-------- Record extracts --------

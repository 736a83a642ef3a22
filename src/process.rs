//! Top-level entry points: one PDF (or a batch of them) in, SVG plus report
//! out.
//!
//! `process_pdf` wires the stages together: resolve the input, probe the
//! model catalog, rasterise, extract under bounded concurrency, lay out the
//! canvas, compose the SVG and summarise the run. `process_pages` is the
//! back half of that pipeline, public so callers that already hold rendered
//! page images (or a custom [`Recognizer`]) can reuse it.

use std::path::{Path, PathBuf};
use std::time::Instant;

use tracing::{info, instrument, warn};

use crate::compositor::SvgCompositor;
use crate::config::ProcessConfig;
use crate::error::PdfOcrError;
use crate::layout::CanvasLayout;
use crate::ocr::{ModelCatalog, OcrEngine, OllamaRecognizer, PageImage, Recognizer};
use crate::orchestrator;
use crate::output::{self, BatchReport, DocumentOutput, FileReport};
use crate::pipeline::{input, render};

/// Process one PDF end to end.
///
/// Fatal conditions (unreadable input, no models installed, corrupt PDF)
/// surface as `Err`; per-page extraction failures are folded into the
/// report and the returned results instead.
#[instrument(skip(config), fields(input = %input_str))]
pub async fn process_pdf(
    input_str: &str,
    output_dir: &Path,
    config: &ProcessConfig,
) -> Result<DocumentOutput, PdfOcrError> {
    let catalog = ModelCatalog::detect().await?;
    let engine = OcrEngine::new(OllamaRecognizer::new(), &catalog, config)?;
    process_pdf_with(&engine, input_str, output_dir, config).await
}

/// Like [`process_pdf`] but with a caller-supplied engine, so the model
/// catalog is probed once per batch rather than once per file.
pub async fn process_pdf_with<R: Recognizer>(
    engine: &OcrEngine<R>,
    input_str: &str,
    output_dir: &Path,
    config: &ProcessConfig,
) -> Result<DocumentOutput, PdfOcrError> {
    let started = Instant::now();

    let resolved = input::resolve_input(input_str, config.download_timeout_secs).await?;
    let stem = file_stem(resolved.path());

    std::fs::create_dir_all(output_dir).map_err(|e| PdfOcrError::OutputWriteFailed {
        path: output_dir.to_path_buf(),
        source: e,
    })?;

    // Rendered PNGs either live next to the SVG (kept as artifacts) or in a
    // temp dir that vanishes after composition.
    let (image_dir, _image_tmp) = if config.save_images {
        let dir = output_dir.join(format!("{stem}-pages"));
        std::fs::create_dir_all(&dir).map_err(|e| PdfOcrError::OutputWriteFailed {
            path: dir.clone(),
            source: e,
        })?;
        (dir, None)
    } else {
        let tmp = tempfile::tempdir().map_err(|e| PdfOcrError::Internal(e.to_string()))?;
        (tmp.path().to_path_buf(), Some(tmp))
    };

    let pages = render::render_pages(resolved.path(), config, &image_dir).await?;
    info!(pages = pages.len(), "rendered, starting extraction");

    process_pages(engine, &pages, input_str, &stem, output_dir, config, started).await
}

/// Extraction, layout, composition and reporting for already-rendered pages.
pub async fn process_pages<R: Recognizer>(
    engine: &OcrEngine<R>,
    pages: &[PageImage],
    input_str: &str,
    stem: &str,
    output_dir: &Path,
    config: &ProcessConfig,
    started: Instant,
) -> Result<DocumentOutput, PdfOcrError> {
    let results = orchestrator::run_batch(engine, pages, config).await;

    let layout = CanvasLayout::compute(
        pages,
        config.display_mode,
        config.grid_columns,
        config.page_spacing,
    );
    let svg = SvgCompositor::new(config).compose(pages, &results, &layout);

    let svg_path = output_dir.join(format!("{stem}.svg"));
    output::write_atomic(&svg_path, svg.as_bytes())?;
    info!(svg = %svg_path.display(), "composed document written");

    let mut report = FileReport::from_results(
        input_str,
        engine.model(),
        &results,
        started.elapsed().as_secs_f64(),
    );
    report.artifacts.push(svg_path.clone());
    if config.save_images {
        report.artifacts.extend(pages.iter().map(|p| p.path.clone()));
    }

    Ok(DocumentOutput {
        svg_path,
        results,
        report,
    })
}

/// Process several PDFs sequentially with one shared engine.
///
/// A file that fails fatally is recorded in the batch report and the
/// remaining files still run; only environment-level failures (no models
/// installed) abort the whole batch.
pub async fn process_batch(
    inputs: &[String],
    output_dir: &Path,
    config: &ProcessConfig,
) -> Result<BatchReport, PdfOcrError> {
    let catalog = ModelCatalog::detect().await?;
    let engine = OcrEngine::new(OllamaRecognizer::new(), &catalog, config)?;

    let mut files = Vec::with_capacity(inputs.len());
    for input_str in inputs {
        match process_pdf_with(&engine, input_str, output_dir, config).await {
            Ok(output) => files.push(output.report),
            Err(e) => {
                warn!(input = %input_str, "file failed: {e}");
                let mut report = FileReport::from_results(input_str.clone(), engine.model(), &[], 0.0);
                report.errors.push(e.to_string());
                files.push(report);
            }
        }
    }

    Ok(BatchReport::new(files))
}

/// Write a report as pretty JSON next to the other artifacts.
pub fn write_report<T: serde::Serialize>(path: &Path, report: &T) -> Result<(), PdfOcrError> {
    let json = serde_json::to_vec_pretty(report)
        .map_err(|e| PdfOcrError::Internal(format!("report serialisation failed: {e}")))?;
    output::write_atomic(path, &json)
}

fn file_stem(path: &Path) -> String {
    path.file_stem()
        .map(|s| s.to_string_lossy().into_owned())
        .unwrap_or_else(|| "document".to_string())
}

/// Default report path for an input stem.
pub fn report_path(output_dir: &Path, stem: &str) -> PathBuf {
    output_dir.join(format!("{stem}.report.json"))
}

--------

**What to do:**
Say how many lines of the material hold the string "clone". Nothing else should be written.

**Reply:**
4